This is not a full answer but, first, to point out that things are probably simpler for random than for deterministic $\zeta_i$s. If the $\zeta_i$ are i.i.d. exponential with parameter $1$, for every real numbers $x_i$,
$$
P[\zeta_1\ge x_1,\ldots,\zeta_n\ge x_n]=\exp(-[x_1^++\cdots+x_n^+]),
$$
where $x^+=x$ if $x\ge0$ and $0$ otherwise.

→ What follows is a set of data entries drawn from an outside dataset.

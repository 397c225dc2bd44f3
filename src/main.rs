//! Chaincode gateway (v1)
//!
//! HTTP front end over a Fabric client SDK.
//!
//! # Architecture Overview
//!
//! ```text
//!                     ┌──────────────────────────────────────────────────┐
//!                     │                 CHAINCODE GATEWAY                 │
//!   Client Request    │  ┌────────┐    ┌─────────────┐    ┌───────────┐  │
//!   ──────────────────┼─▶│  http  │───▶│ coordinator │───▶│  fabric   │──┼──▶ SDK gateway
//!                     │  │ server │    │   policy    │    │ rest.rs   │  │    (peers, orderer)
//!   Result envelope   │  └────────┘    └─────────────┘    └───────────┘  │
//!   ◀─────────────────┼──────────────────────┘                            │
//!                     │  config · observability · lifecycle               │
//!                     └──────────────────────────────────────────────────┘
//! ```

use std::path::PathBuf;

use clap::Parser;
use tokio::net::TcpListener;

use chaincode_gateway::config::{load_config, GatewayConfig};
use chaincode_gateway::fabric::RestClient;
use chaincode_gateway::observability::{logging, metrics};
use chaincode_gateway::{EndorsementCoordinator, HttpServer, Shutdown};

#[derive(Parser)]
#[command(name = "chaincode-gateway")]
#[command(about = "HTTP gateway for chaincode queries and transactions", long_about = None)]
struct Args {
    /// Path to the TOML configuration file.
    #[arg(short, long, env = "GATEWAY_CONFIG")]
    config: Option<PathBuf>,
}

#[tokio::main]
async fn main() -> Result<(), Box<dyn std::error::Error>> {
    let args = Args::parse();

    let config = match &args.config {
        Some(path) => load_config(path)?,
        None => GatewayConfig::default(),
    };

    logging::init_logging(&config.observability)?;

    tracing::info!("chaincode-gateway v{} starting", env!("CARGO_PKG_VERSION"));
    tracing::info!(
        config_file = ?args.config,
        bind_address = %config.listener.bind_address,
        org = %config.network.org,
        channel = %config.network.channel_name,
        chaincode = %config.network.chaincode_name,
        targets = ?config.network.targets,
        "Configuration loaded"
    );

    if config.observability.metrics_enabled {
        match config.observability.metrics_address.parse() {
            Ok(addr) => metrics::init_metrics(addr),
            Err(_) => tracing::error!(
                metrics_address = %config.observability.metrics_address,
                "Failed to parse metrics address"
            ),
        }
    }

    let client = RestClient::new(&config.network, &config.sdk)?;
    let coordinator = EndorsementCoordinator::new(client, config.network.clone());

    let listener = TcpListener::bind(&config.listener.bind_address).await?;
    tracing::info!(address = %listener.local_addr()?, "Listening for connections");

    let shutdown = Shutdown::new();
    let server_shutdown = shutdown.subscribe();
    shutdown.trigger_on_signal();

    HttpServer::new(config, coordinator)
        .run(listener, server_shutdown)
        .await?;

    tracing::info!("Shutdown complete");
    Ok(())
}
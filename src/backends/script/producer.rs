// Copyright (c) 2025 Steve Wagner (ciroque@live.com)
// SPDX-License-Identifier: MIT

use async_trait::async_trait;
use rhai::{Dynamic, Engine, Map, Scope, AST};
use serde::Deserialize;
use std::collections::HashMap;
use std::path::PathBuf;
use tokio_util::sync::CancellationToken;

use crate::config::BackendKind;
use crate::errors::BackendError;
use crate::observability::messages::{backend::ScriptCompiled, StructuredLog};
use crate::traits::{ProduceRequest, ProduceResponse, Producer};

#[derive(Debug, Default, Deserialize)]
struct ScriptConfig {
    #[serde(default)]
    script: Option<String>,
    #[serde(default)]
    script_file: Option<PathBuf>,
}

/// Runs a Rhai script once per record.
///
/// The script is compiled once. Every `produce` builds a fresh engine and
/// scope binding `k`, `v` (strings), `headers` and `params` (maps), so nothing
/// a script does in one call is visible to the next. The script's final value
/// becomes the response message.
pub struct ScriptProducer {
    output: String,
    ast: AST,
}

impl ScriptProducer {
    /// `script_file` takes precedence over an inline `script`.
    pub fn from_config(output: &str, config: &serde_json::Value) -> Result<Self, BackendError> {
        let cfg: ScriptConfig = if config.is_null() {
            ScriptConfig::default()
        } else {
            serde_json::from_value(config.clone()).map_err(|e| BackendError::Configuration {
                output: output.to_string(),
                reason: e.to_string(),
            })?
        };

        let (source, origin) = match (cfg.script_file, cfg.script) {
            (Some(path), _) => {
                let source = std::fs::read_to_string(&path).map_err(|e| {
                    BackendError::Configuration {
                        output: output.to_string(),
                        reason: format!("cannot read script file '{}': {}", path.display(), e),
                    }
                })?;
                (source, path.display().to_string())
            }
            (None, Some(source)) => (source, "inline script".to_string()),
            (None, None) => {
                return Err(BackendError::Configuration {
                    output: output.to_string(),
                    reason: "script output needs 'script' or 'script_file'".to_string(),
                })
            }
        };

        Self::compile(output, &source, &origin)
    }

    pub fn compile(output: &str, source: &str, origin: &str) -> Result<Self, BackendError> {
        let ast = sandbox_engine()
            .compile(source)
            .map_err(|e| BackendError::Compile {
                output: output.to_string(),
                reason: e.to_string(),
            })?;

        ScriptCompiled {
            output,
            source: origin,
        }
        .log();

        Ok(Self {
            output: output.to_string(),
            ast,
        })
    }
}

fn sandbox_engine() -> Engine {
    let mut engine = Engine::new();
    engine.set_max_expr_depths(64, 64);
    engine.set_max_call_levels(32);
    engine.set_max_operations(1_000_000);
    engine.set_max_string_size(10_000_000);
    engine
}

fn to_map(entries: &HashMap<String, String>) -> Map {
    entries
        .iter()
        .map(|(k, v)| (k.as_str().into(), Dynamic::from(v.clone())))
        .collect()
}

#[async_trait]
impl Producer for ScriptProducer {
    async fn produce(
        &self,
        _cancel: &CancellationToken,
        request: &ProduceRequest,
    ) -> Result<ProduceResponse, BackendError> {
        let engine = sandbox_engine();
        let mut scope = Scope::new();
        scope.push("k", String::from_utf8_lossy(&request.key).into_owned());
        scope.push("v", String::from_utf8_lossy(&request.value).into_owned());
        scope.push("headers", to_map(&request.headers));
        scope.push("params", to_map(&request.params));

        let result = engine
            .eval_ast_with_scope::<Dynamic>(&mut scope, &self.ast)
            .map_err(|e| BackendError::produce(&self.output, e))?;

        let message = if result.is_unit() {
            String::new()
        } else {
            result.to_string()
        };

        Ok(ProduceResponse {
            bytes: request.value.len() as u64,
            message,
        })
    }

    fn kind(&self) -> BackendKind {
        BackendKind::Script
    }
}
// Copyright (c) 2025 Steve Wagner (ciroque@live.com)
// SPDX-License-Identifier: MIT

//! WASM file loading and engine configuration
//!
//! Reads module bytes from disk with a size limit and builds the sandboxed
//! wasmtime engine every WASM output runs on.

use crate::backends::wasm::error::{WasmError, WasmResult};
use crate::observability::messages::backend::{ModuleLoadFailed, ModuleLoaded};
use crate::observability::messages::StructuredLog;
use std::path::Path;
use wasmtime::{Config, Engine};

/// Maximum allowed size for WASM binaries (16 MB)
const MAX_WASM_SIZE: usize = 16 * 1024 * 1024;

/// Loads WASM bytes from a file and validates the size.
///
/// Does not parse the binary; see `detector::detect_binary_kind` for that.
pub fn load_wasm_bytes<P: AsRef<Path>>(path: P) -> WasmResult<Vec<u8>> {
    let path = path.as_ref();
    let module_path = path.display().to_string();

    let bytes = std::fs::read(path).map_err(|e| {
        let error = WasmError::IoError(e);
        ModuleLoadFailed {
            module_path: &module_path,
            error: &error,
        }
        .log();
        error
    })?;

    if bytes.len() > MAX_WASM_SIZE {
        let error = WasmError::ValidationError(format!(
            "WASM file too large: {} bytes (max: {} bytes)",
            bytes.len(),
            MAX_WASM_SIZE
        ));
        ModuleLoadFailed {
            module_path: &module_path,
            error: &error,
        }
        .log();
        return Err(error);
    }

    ModuleLoaded {
        module_path: &module_path,
        size_bytes: bytes.len(),
    }
    .log();

    Ok(bytes)
}

/// Engine for core modules: fuel metering on, threads/SIMD/multi-memory/memory64 off.
pub fn create_engine() -> WasmResult<Engine> {
    let mut config = Config::new();

    config.wasm_component_model(false);
    config.wasm_threads(false);
    config.wasm_simd(false);
    config.wasm_relaxed_simd(false);
    config.wasm_multi_memory(false);
    config.wasm_memory64(false);
    config.consume_fuel(true);
    config.epoch_interruption(false);

    Engine::new(&config).map_err(|e| WasmError::EngineError(e.to_string()))
}
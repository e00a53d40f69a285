// Copyright (c) 2025 Steve Wagner (ciroque@live.com)
// SPDX-License-Identifier: MIT

use async_trait::async_trait;
use std::collections::HashMap;
use std::io::Write;
use tokio_util::sync::CancellationToken;

use crate::config::BackendKind;
use crate::errors::BackendError;
use crate::traits::{ProduceRequest, ProduceResponse, Producer};

/// Writes `key value` lines to stdout, prefixed by `[name=value,...]` when
/// the record carries headers.
pub struct ConsoleProducer {
    output: String,
}

impl ConsoleProducer {
    pub fn new(output: &str) -> Self {
        Self {
            output: output.to_string(),
        }
    }
}

pub(crate) fn format_line(request: &ProduceRequest) -> String {
    let key = String::from_utf8_lossy(&request.key);
    let value = String::from_utf8_lossy(&request.value);

    let mut line = String::new();
    if !request.headers.is_empty() {
        line.push('[');
        line.push_str(&format_headers(&request.headers));
        line.push_str("] ");
    }
    if !key.is_empty() {
        line.push_str(&key);
        line.push(' ');
    }
    line.push_str(&value);
    line
}

fn format_headers(headers: &HashMap<String, String>) -> String {
    let mut pairs: Vec<_> = headers.iter().collect();
    pairs.sort();
    pairs
        .into_iter()
        .map(|(k, v)| format!("{}={}", k, v))
        .collect::<Vec<_>>()
        .join(",")
}

#[async_trait]
impl Producer for ConsoleProducer {
    async fn produce(
        &self,
        _cancel: &CancellationToken,
        request: &ProduceRequest,
    ) -> Result<ProduceResponse, BackendError> {
        let line = format_line(request);

        let mut stdout = std::io::stdout().lock();
        writeln!(stdout, "{}", line).map_err(|e| BackendError::produce(&self.output, e))?;

        Ok(ProduceResponse::with_bytes(request.value.len() as u64))
    }

    async fn close(&self) -> Result<(), BackendError> {
        std::io::stdout().flush().map_err(|e| BackendError::Close {
            output: self.output.clone(),
            reason: e.to_string(),
        })
    }

    fn kind(&self) -> BackendKind {
        BackendKind::Native
    }
}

Hence,
$$
(*)=P[\zeta_1\ge X_1,\ldots,\zeta_n\ge X_n]=E[\exp(-[X_1^++\cdots+X_n^+])].
$$
A second step (certainly not optimal) is that, the exponential being convex, by Jensen's inequality,
$$
(*)\ge\exp(-E[X_1^++\cdots+X_n^+])=\exp(-nE[X_1^+])=\exp(-n/\sqrt{2\pi}).
$$
Note that the random variables $X_i$ are independent when their indices are at distance at least $2$, hence
$$
(*)\le E[\exp(-X_1^+)]^{\lfloor n/2\rfloor}.
$$
Another (nonconclusive) remark is that a Gaussian random vector $(X_i)_{1\le i\le n}$ with correlation structure as in the post can be realized with the help of an i.i.d. centered reduced Gaussian random vector $(Y_i)_{1\le i\le n+1}$ as 
$$
X_i=(Y_i-Y_{i+1})/\sqrt2.
$$
Hence, one has also
$$
(*)=E[\exp(-[(Y_1-Y_2)^++\cdots+(Y_n-Y_{n+1})^+]/\sqrt2)].
$$